╔══

use alloy::json_abi::Function;
use async_trait::async_trait;
use serde_json::Value;
use thiserror::Error;

use crate::contract::MethodHandle;
use crate::dispatcher::Submission;
use crate::domain::{CategoryCode, EventRecord, FailureCode, ProviderHandle};
use crate::state::StateWriter;

#[derive(Debug, Clone, PartialEq, Eq, Error)]
pub enum PortError {
    #[error("port not implemented: {0}")]
    NotImplemented(&'static str),
    #[error("transport error: {0}")]
    Transport(String),
    #[error("validation error: {0}")]
    Validation(String),
    #[error("not found: {0}")]
    NotFound(String),
    #[error("policy error: {0}")]
    Policy(String),
}

#[derive(Debug, Clone, PartialEq, Eq, Error)]
pub enum AssistError {
    #[error("{code}: {reason}")]
    Fatal { code: FailureCode, reason: String },
    #[error(transparent)]
    Port(#[from] PortError),
}

impl AssistError {
    pub fn fatal(code: FailureCode, reason: impl Into<String>) -> Self {
        Self::Fatal {
            code,
            reason: reason.into(),
        }
    }

    pub fn from_code(code: FailureCode) -> Self {
        Self::fatal(code, code.default_reason())
    }

    pub fn code(&self) -> Option<FailureCode> {
        match self {
            Self::Fatal { code, .. } => Some(*code),
            Self::Port(_) => None,
        }
    }

    pub fn reason(&self) -> String {
        match self {
            Self::Fatal { reason, .. } => reason.clone(),
            Self::Port(e) => e.to_string(),
        }
    }
}

/// Node-style completion handler: receives exactly one settlement.
pub type Callback = Box<dyn FnOnce(Result<Value, AssistError>) + Send>;

pub type DismissHook = Box<dyn FnOnce() + Send>;

#[derive(Default)]
pub struct InteractiveHandlers {
    pub on_dismiss: Option<DismissHook>,
}

impl InteractiveHandlers {
    pub fn on_dismiss(hook: impl FnOnce() + Send + 'static) -> Self {
        Self {
            on_dismiss: Some(Box::new(hook)),
        }
    }
}

impl std::fmt::Debug for InteractiveHandlers {
    fn fmt(&self, f: &mut std::fmt::Formatter<'_>) -> std::fmt::Result {
        f.debug_struct("InteractiveHandlers")
            .field("on_dismiss", &self.on_dismiss.is_some())
            .finish()
    }
}

#[async_trait]
pub trait EnvironmentCheckPort: Send + Sync {
    async fn check_environment(&self) -> Result<(), AssistError>;
}

#[async_trait]
pub trait PreparePort: Send + Sync {
    async fn prepare_for_transaction(&self, category: CategoryCode) -> Result<Value, AssistError>;
}

pub trait HostPort: Send + Sync {
    /// Provider injected by the host environment, if any.
    fn ambient_provider(&self) -> Option<ProviderHandle>;
}

/// Single-call primitives used when a wrapped method is invoked directly.
#[async_trait]
pub trait InvocationPort: Send + Sync {
    /// Direct call of a `0.x` contract method, its callback form bridged
    /// to a future.
    async fn legacy_invoke(
        &self,
        handle: &MethodHandle,
        entry: &Function,
        args: Vec<Value>,
    ) -> Result<Value, PortError>;

    /// Direct call of a `methods.<name>(...)` entry on a `1.x` contract.
    /// Adapters whose transport does not differ per generation may share
    /// one body with [`InvocationPort::legacy_invoke`].
    async fn modern_invoke(
        &self,
        handle: &MethodHandle,
        entry: &Function,
        args: Vec<Value>,
    ) -> Result<Value, PortError>;
}

#[async_trait]
pub trait ProviderPort: Send + Sync {
    /// Read-only contract call.
    async fn call(
        &self,
        handle: &MethodHandle,
        args: &[Value],
        tx_object: Option<&Value>,
        default_block: Option<&Value>,
    ) -> Result<Value, PortError>;

    /// State-changing contract call.
    async fn send_contract_transaction(
        &self,
        handle: &MethodHandle,
        args: &[Value],
        tx_object: &Value,
    ) -> Result<Value, PortError>;

    /// Plain `eth.sendTransaction` for both provider generations. The
    /// legacy callback form is bridged by the adapter, so
    /// [`crate::SendKind::Legacy`] and [`crate::SendKind::Modern`] only tag
    /// the submission.
    async fn send_transaction(&self, tx_object: &Value) -> Result<Value, PortError>;
}

/// Owns queueing, persistence and lifecycle telemetry of a submission.
#[async_trait]
pub trait SubmissionPort: Send + Sync {
    async fn submit(&self, submission: Submission) -> Result<Value, AssistError>;
}

pub trait NotifierPort: Send + Sync {
    fn notify(&self, event: EventRecord, handlers: Option<InteractiveHandlers>);
}

/// Refreshes one or more environment flags. Must be safe to re-run.
#[async_trait]
pub trait Detector: Send + Sync {
    fn name(&self) -> &'static str;

    async fn detect(&self, state: &StateWriter) -> Result<(), PortError>;
}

╚══

**TASK DIRECTIONS**
Note every line of the entries in which "crate" appears, and copy it down.

**YOUR SOLUTION**
use crate::contract::MethodHandle;
use crate::dispatcher::Submission;
use crate::domain::{CategoryCode, EventRecord, FailureCode, ProviderHandle};
use crate::state::StateWriter;
    /// [`crate::SendKind::Legacy`] and [`crate::SendKind::Modern`] only tag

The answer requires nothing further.